§ **Task item**: Write out, without any change, the lines in the material below that run from the line with "let mut removed = 0;" through the line with "pub trait Engine", both included.

§ **Data listing**:
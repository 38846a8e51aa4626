use log::debug;
use std::fs;
use std::io;
use std::path::{Path, PathBuf};

/// The backing image files of the array, named `<dir>/<index>.<suffix>`.
///
/// The harness only owns their presence; the engine creates and fills them
/// during its initialize phase.
#[derive(Debug, Clone, PartialEq)]
pub struct DiskSet {
    dir: PathBuf,
    suffix: String,
}

impl DiskSet {
    pub fn new<P: AsRef<Path>>(dir: P, suffix: &str) -> Self {
        DiskSet {
            dir: dir.as_ref().to_path_buf(),
            suffix: suffix.trim_start_matches('.').to_string(),
        }
    }

    pub fn dir(&self) -> &Path {
        &self.dir
    }

    pub fn suffix(&self) -> &str {
        &self.suffix
    }

    pub fn disk_path(&self, index: usize) -> PathBuf {
        self.dir.join(format!("{}.{}", index, self.suffix))
    }

    /// Whether `path` names a disk image, i.e. `<stem>.<suffix>` with a
    /// non-empty stem. The suffix itself may contain dots.
    fn is_disk_image(&self, path: &Path) -> bool {
        let name = match path.file_name().and_then(|n| n.to_str()) {
            Some(name) => name,
            None => return false,
        };
        name.strip_suffix(self.suffix.as_str())
            .and_then(|stem| stem.strip_suffix('.'))
            .map(|stem| !stem.is_empty())
            .unwrap_or(false)
    }

    /// Creates the disks directory if it does not exist yet.
    pub fn create(&self) -> io::Result<()> {
        fs::create_dir_all(&self.dir)
    }

    /// Deletes every disk image in the directory, returning how many were
    /// removed. Files not named `<stem>.<suffix>` are left alone.
    pub fn reset(&self) -> io::Result<usize> {
        let mut removed = 0;
        for entry in fs::read_dir(&self.dir)? {
            let path = entry?.path();
            if path.is_file() && self.is_disk_image(&path) {
                fs::remove_file(&path)?;
                removed += 1;
            }
        }
        debug!("Removed {} disk images from {}", removed, self.dir.display());
        Ok(removed)
    }
}
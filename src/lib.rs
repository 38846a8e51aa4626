pub mod benchmark_utils;
pub mod config;
pub mod disks;
pub mod engine;
pub mod error;
pub mod primes;
pub mod sweep;
pub mod throughput;
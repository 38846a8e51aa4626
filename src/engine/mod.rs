use log::{debug, info};
use rand::Rng;
use std::path::{Path, PathBuf};
use std::process::{ExitStatus, Stdio};

use crate::config::{Config, EngineSettings, Invocation, Phase};
use crate::disks::DiskSet;
use crate::error::{Error, Result};
use crate::throughput::{parse_bench_result, BenchResult};

/// Runs the storage engine executable.
pub trait Engine {
    /// Runs the invocation to completion with the harness's own stdio.
    fn execute(&mut self, phase: Phase, invocation: &Invocation) -> Result<()>;

    /// Runs the invocation to completion and returns its stdout.
    fn execute_captured(&mut self, phase: Phase, invocation: &Invocation) -> Result<String>;
}

impl<E: Engine + ?Sized> Engine for &mut E {
    fn execute(&mut self, phase: Phase, invocation: &Invocation) -> Result<()> {
        (**self).execute(phase, invocation)
    }

    fn execute_captured(&mut self, phase: Phase, invocation: &Invocation) -> Result<String> {
        (**self).execute_captured(phase, invocation)
    }
}

/// Spawns the engine as a child process and waits for it.
#[derive(Debug, Default, Clone, Copy)]
pub struct ProcessEngine;

fn check_status(phase: Phase, status: ExitStatus) -> Result<()> {
    if status.success() {
        Ok(())
    } else {
        Err(Error::EngineFailed {
            phase,
            code: status.code(),
        })
    }
}

impl Engine for ProcessEngine {
    fn execute(&mut self, phase: Phase, invocation: &Invocation) -> Result<()> {
        debug!("Running {}", invocation);
        let status = invocation.command().status()?;
        check_status(phase, status)
    }

    fn execute_captured(&mut self, phase: Phase, invocation: &Invocation) -> Result<String> {
        debug!("Running {}", invocation);
        let output = invocation.command().stderr(Stdio::inherit()).output()?;
        let stdout = String::from_utf8_lossy(&output.stdout).into_owned();
        info!("{}", stdout.trim_end());
        check_status(phase, output.status)?;
        Ok(stdout)
    }
}

/// Drives one engine trial at a time over a shared config file and disk
/// directory.
pub struct TrialRunner<E: Engine> {
    engine: E,
    executable: PathBuf,
    config_path: PathBuf,
    disks: DiskSet,
    settings: EngineSettings,
}

impl<E: Engine> TrialRunner<E> {
    pub fn new(
        engine: E,
        executable: &Path,
        config_path: &Path,
        disks: DiskSet,
        settings: EngineSettings,
    ) -> Self {
        TrialRunner {
            engine,
            executable: executable.to_path_buf(),
            config_path: config_path.to_path_buf(),
            disks,
            settings,
        }
    }

    /// Runs a full trial: reset disks, write the config file, initialize the
    /// array, benchmark it and parse the reported throughput.
    ///
    /// Any engine failure aborts the trial before later phases run.
    pub fn run<R: Rng + ?Sized>(&mut self, config: &Config, rng: &mut R) -> Result<BenchResult> {
        let removed = self.disks.reset()?;
        debug!("Reset {} disks", removed);

        let offline = config.write(&self.config_path, &self.settings, &self.disks, rng)?;
        debug!("Wrote {} with offline disks {:?}", self.config_path.display(), offline);

        let init = config.invocation(&self.executable, &self.config_path, Phase::Initialize, &self.settings);
        self.engine.execute(Phase::Initialize, &init)?;

        let bench = config.invocation(&self.executable, &self.config_path, Phase::Benchmark, &self.settings);
        let stdout = self.engine.execute_captured(Phase::Benchmark, &bench)?;

        parse_bench_result(&stdout)
    }
}
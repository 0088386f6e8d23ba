use thiserror::Error;

/// Result type alias using SessionError
pub type Result<T> = std::result::Result<T, SessionError>;

/// Canonical error kind taxonomy
///
/// Each kind maps to a stable error code that can be used for
/// programmatic error handling, testing, and front-end display logic.
#[derive(Debug, Clone, Copy, PartialEq, Eq)]
pub enum SessionErrorKind {
    /// The host process or context could not be started
    SessionOpenFailure,
    /// Function definitions failed to parse or register
    LoadError,
    /// An operation was attempted after the session was released
    SessionClosed,
    /// A function ran but the host reported diagnostics
    InvocationError,
    /// A request was rejected before reaching the host
    InvalidRequest,
    /// The configuration file could not be parsed
    ConfigError,
}

impl SessionErrorKind {
    /// Get the stable error code for this kind
    pub fn code(&self) -> &'static str {
        match self {
            SessionErrorKind::SessionOpenFailure => "ERR_SESSION_OPEN_FAILURE",
            SessionErrorKind::LoadError => "ERR_LOAD",
            SessionErrorKind::SessionClosed => "ERR_SESSION_CLOSED",
            SessionErrorKind::InvocationError => "ERR_INVOCATION",
            SessionErrorKind::InvalidRequest => "ERR_INVALID_REQUEST",
            SessionErrorKind::ConfigError => "ERR_CONFIG",
        }
    }
}

/// Comprehensive error taxonomy for Scriptdeck session operations
///
/// Host-reported diagnostics are surfaced verbatim (joined lines), never
/// partially recovered. A failed load or invoke is fatal to that request
/// only: the session stays usable unless `close()` was called.
#[derive(Error, Debug, Clone, PartialEq)]
pub enum SessionError {
    /// The execution host could not be started
    #[error("Failed to open host session: {message}")]
    SessionOpenFailure { message: String },

    /// Function definitions failed to parse or register
    #[error("Script definitions failed to load: {diagnostics}")]
    LoadError { diagnostics: String },

    /// The session was released; no further operations are possible
    #[error("Session is closed")]
    SessionClosed,

    /// The host executed the function but reported diagnostics
    #[error("Function '{function_name}' failed: {diagnostics}")]
    InvocationError {
        function_name: String,
        diagnostics: String,
    },

    /// The request was rejected before reaching the host
    #[error("Invalid invocation request: {reason}")]
    InvalidRequest { reason: String },

    /// The configuration file could not be parsed
    #[error("Configuration error: {message}")]
    ConfigError { message: String },
}

impl SessionError {
    /// Get the error kind
    pub fn kind(&self) -> SessionErrorKind {
        match self {
            SessionError::SessionOpenFailure { .. } => SessionErrorKind::SessionOpenFailure,
            SessionError::LoadError { .. } => SessionErrorKind::LoadError,
            SessionError::SessionClosed => SessionErrorKind::SessionClosed,
            SessionError::InvocationError { .. } => SessionErrorKind::InvocationError,
            SessionError::InvalidRequest { .. } => SessionErrorKind::InvalidRequest,
            SessionError::ConfigError { .. } => SessionErrorKind::ConfigError,
        }
    }

    /// Get the stable error code
    pub fn code(&self) -> &'static str {
        self.kind().code()
    }

    /// Build a LoadError from individual diagnostic lines
    pub fn load(diagnostics: &[String]) -> Self {
        SessionError::LoadError {
            diagnostics: diagnostics.join("\n"),
        }
    }

    /// Build an InvocationError from individual diagnostic lines
    pub fn invocation(function_name: impl Into<String>, diagnostics: &[String]) -> Self {
        SessionError::InvocationError {
            function_name: function_name.into(),
            diagnostics: diagnostics.join("\n"),
        }
    }
}

/// Conversion from serde_json::Error to SessionError
impl From<serde_json::Error> for SessionError {
    fn from(err: serde_json::Error) -> Self {
        SessionError::ConfigError {
            message: err.to_string(),
        }
    }
}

§ **Task answer**:
        let mut removed = 0;
        for entry in fs::read_dir(&self.dir)? {
            let path = entry?.path();
            if path.is_file() && self.is_disk_image(&path) {
                fs::remove_file(&path)?;
                removed += 1;
            }
        }
        debug!("Removed {} disk images from {}", removed, self.dir.display());
        Ok(removed)
    }
}
filename src/lib.rs
repository 38846a8e51aa4626
pub mod benchmark_utils;
pub mod config;
pub mod disks;
pub mod engine;
pub mod error;
pub mod primes;
pub mod sweep;
pub mod throughput;
repository 38846a8e51aa4626
filename src/engine/mod.rs
use log::{debug, info};
use rand::Rng;
use std::path::{Path, PathBuf};
use std::process::{ExitStatus, Stdio};

use crate::config::{Config, EngineSettings, Invocation, Phase};
use crate::disks::DiskSet;
use crate::error::{Error, Result};
use crate::throughput::{parse_bench_result, BenchResult};

/// Runs the storage engine executable.
pub trait Engine {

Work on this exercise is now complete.